Clock gating is a very common technique to save power by stopping the clock to a module when the module is not operating. As discussed in Clock switching and clock gating checks, there are two kinds of clock gating checks at combinational gates. We also discussed that for an AND type check, enable must launch from a negative edge-triggered flip-flop and for an OR type check, enable must launch from a positive edge-triggered flip-flop. However, it is very difficult to control the generic state machine to launch the signals to gate a clock either all from positive edge or from negative edge.

Evolution of integrated clock gating cell: To reduce the burden of same kind of launch registers from the state machine, an AND type clock gate can always be preceded with a negative level-sensitive latch and an OR type clock gate can be preceded with a positive level-sensitive latch. This has the same impact as a lockup latch in case of scan chain and eases hold timing. It results in zero cycle hold check from both positive and negative edge-triggered registers, without introduction of any additional latency. Since, each clock gate has to be preceded by a latch, why not build a special cell with an AND gate + a negative level-sensitive latch (or an OR gate + a positive level-sensitive latch). This concept served as motivation for Integrated Clock Gating Cell. This will provide more optimum area, power and timing for the resulting structure.

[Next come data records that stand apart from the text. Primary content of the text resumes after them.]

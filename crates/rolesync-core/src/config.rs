use base64::Engine as _;
use serde::{Deserialize, Serialize};
use std::collections::HashMap;
use std::path::Path;

use crate::error::{Result, SyncError};
use crate::roles::{Cohort, Region};

// ---------------------------------------------------------------------------
// DiscordConfig
// ---------------------------------------------------------------------------

#[derive(Debug, Clone, Serialize, Deserialize)]
pub struct DiscordConfig {
    pub guild_id: String,
    pub application_id: String,
    /// Channel that receives the run narration.
    pub log_channel_id: String,
}

// ---------------------------------------------------------------------------
// SheetsConfig
// ---------------------------------------------------------------------------

#[derive(Debug, Clone, Serialize, Deserialize)]
pub struct SheetsConfig {
    pub registration_spreadsheet_id: String,
    #[serde(default = "default_registration_sheet")]
    pub registration_sheet: String,
    /// First data row of the registration sheet (1-based; row 1 is the header).
    #[serde(default = "default_first_data_row")]
    pub registration_first_row: u32,
    pub student_spreadsheet_id: String,
    #[serde(default = "default_student_sheet")]
    pub student_sheet: String,
}

fn default_registration_sheet() -> String {
    "Form Responses 1".to_string()
}

fn default_first_data_row() -> u32 {
    2
}

fn default_student_sheet() -> String {
    "Student to Assign to".to_string()
}

// ---------------------------------------------------------------------------
// RoleTable
// ---------------------------------------------------------------------------

/// Discord role ids for every role the two pipelines may grant or revoke.
/// Loaded once at startup and passed by reference; the services never read
/// ambient state.
#[derive(Debug, Clone, Serialize, Deserialize)]
pub struct RoleTable {
    pub visitor: String,
    pub member: String,
    pub newcomer: String,
    pub student: String,
    pub cohorts: HashMap<Cohort, String>,
    pub regions: HashMap<Region, String>,
}

impl RoleTable {
    pub fn cohort_role(&self, cohort: Cohort) -> Option<&str> {
        self.cohorts.get(&cohort).map(String::as_str)
    }

    pub fn region_role(&self, region: Region) -> Option<&str> {
        self.regions.get(&region).map(String::as_str)
    }

    /// Collect every problem, not just the first: a run must never discover a
    /// missing role id halfway through a batch.
    fn validate(&self, problems: &mut Vec<String>) {
        for (name, id) in [
            ("roles.visitor", &self.visitor),
            ("roles.member", &self.member),
            ("roles.newcomer", &self.newcomer),
            ("roles.student", &self.student),
        ] {
            if id.is_empty() {
                problems.push(format!("{name} is empty"));
            }
        }
        for cohort in Cohort::all() {
            match self.cohorts.get(cohort) {
                None => problems.push(format!("roles.cohorts is missing {cohort}")),
                Some(id) if id.is_empty() => {
                    problems.push(format!("roles.cohorts.{cohort} is empty"));
                }
                Some(_) => {}
            }
        }
        for region in Region::all() {
            match self.regions.get(region) {
                None => problems.push(format!("roles.regions is missing {region}")),
                Some(id) if id.is_empty() => {
                    problems.push(format!("roles.regions.{region} is empty"));
                }
                Some(_) => {}
            }
        }
    }
}

// ---------------------------------------------------------------------------
// Config (top-level)
// ---------------------------------------------------------------------------

#[derive(Debug, Clone, Serialize, Deserialize)]
pub struct Config {
    #[serde(default = "default_version")]
    pub version: u32,
    pub discord: DiscordConfig,
    pub sheets: SheetsConfig,
    pub roles: RoleTable,
}

fn default_version() -> u32 {
    1
}

impl Config {
    pub fn load(path: &Path) -> Result<Self> {
        if !path.exists() {
            return Err(SyncError::ConfigNotFound(path.display().to_string()));
        }
        let data = std::fs::read_to_string(path)?;
        let cfg: Config = serde_yaml::from_str(&data)?;
        Ok(cfg)
    }

    /// Validate the loaded config. Returns every problem found; startup must
    /// be refused if any are present.
    pub fn validate(&self) -> Vec<String> {
        let mut problems = Vec::new();
        for (name, id) in [
            ("discord.guild_id", &self.discord.guild_id),
            ("discord.application_id", &self.discord.application_id),
            ("discord.log_channel_id", &self.discord.log_channel_id),
            (
                "sheets.registration_spreadsheet_id",
                &self.sheets.registration_spreadsheet_id,
            ),
            (
                "sheets.student_spreadsheet_id",
                &self.sheets.student_spreadsheet_id,
            ),
        ] {
            if id.is_empty() {
                problems.push(format!("{name} is empty"));
            }
        }
        if self.sheets.registration_first_row == 0 {
            problems.push("sheets.registration_first_row must be 1-based".to_string());
        }
        self.roles.validate(&mut problems);
        problems
    }
}

// ---------------------------------------------------------------------------
// Secrets
// ---------------------------------------------------------------------------

/// Credentials for the Sheets values API: either a pre-issued bearer token
/// (operator-supplied, short-lived) or an OAuth client with a refresh token.
#[derive(Debug, Clone)]
pub enum SheetsAuth {
    Static { token: String },
    OAuth(OAuthCredentials),
}

#[derive(Debug, Clone, Deserialize)]
pub struct OAuthCredentials {
    pub client_id: String,
    pub client_secret: String,
    pub refresh_token: String,
}

/// Secrets come from the environment only, never the config file.
#[derive(Debug, Clone)]
pub struct Secrets {
    pub bot_token: String,
    /// Hex-encoded Ed25519 public key for interaction signature checks.
    pub public_key: String,
    pub sheets: SheetsAuth,
}

impl Secrets {
    pub fn from_env() -> Result<Self> {
        Self::from_lookup(|name| std::env::var(name).ok())
    }

    /// Testable core of `from_env`. Missing variables are collected and
    /// reported together.
    pub fn from_lookup<F>(lookup: F) -> Result<Self>
    where
        F: Fn(&str) -> Option<String>,
    {
        let mut missing = Vec::new();
        let mut get = |name: &str| match lookup(name) {
            Some(value) if !value.is_empty() => Some(value),
            _ => {
                missing.push(name.to_string());
                None
            }
        };

        let bot_token = get("ROLESYNC_BOT_TOKEN");
        let public_key = get("ROLESYNC_PUBLIC_KEY");

        // A static token takes precedence over the OAuth blob.
        let sheets = if let Some(token) = lookup("ROLESYNC_SHEETS_TOKEN").filter(|t| !t.is_empty())
        {
            Some(SheetsAuth::Static { token })
        } else {
            match get("ROLESYNC_SHEETS_OAUTH_64") {
                Some(blob) => decode_oauth_blob(&blob).map(SheetsAuth::OAuth).map(Some)?,
                None => None,
            }
        };

        if !missing.is_empty() {
            return Err(SyncError::MissingEnv(missing.join(", ")));
        }

        Ok(Self {
            bot_token: bot_token.unwrap_or_default(),
            public_key: public_key.unwrap_or_default(),
            sheets: sheets.unwrap_or(SheetsAuth::Static {
                token: String::new(),
            }),
        })
    }
}

fn decode_oauth_blob(blob: &str) -> Result<OAuthCredentials> {
    let bytes = base64::engine::general_purpose::STANDARD
        .decode(blob)
        .map_err(|e| SyncError::InvalidConfig(format!("ROLESYNC_SHEETS_OAUTH_64: {e}")))?;
    Ok(serde_json::from_slice(&bytes)?)
}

Test enable pin in integrated clock gating cell: During shift in scan testing, all the clock control signals have to be bypassed to let shifting happen. This can be achieved by providing a bypass signal called “test enable” that is ORed with functional enable signal (shown in figure 1 below). As soon as design goes into shift mode, test enable signal goes high, thereby bypassing all functional enable signals. So, it makes sense to embed this OR gate into integrated clock gating cell itself.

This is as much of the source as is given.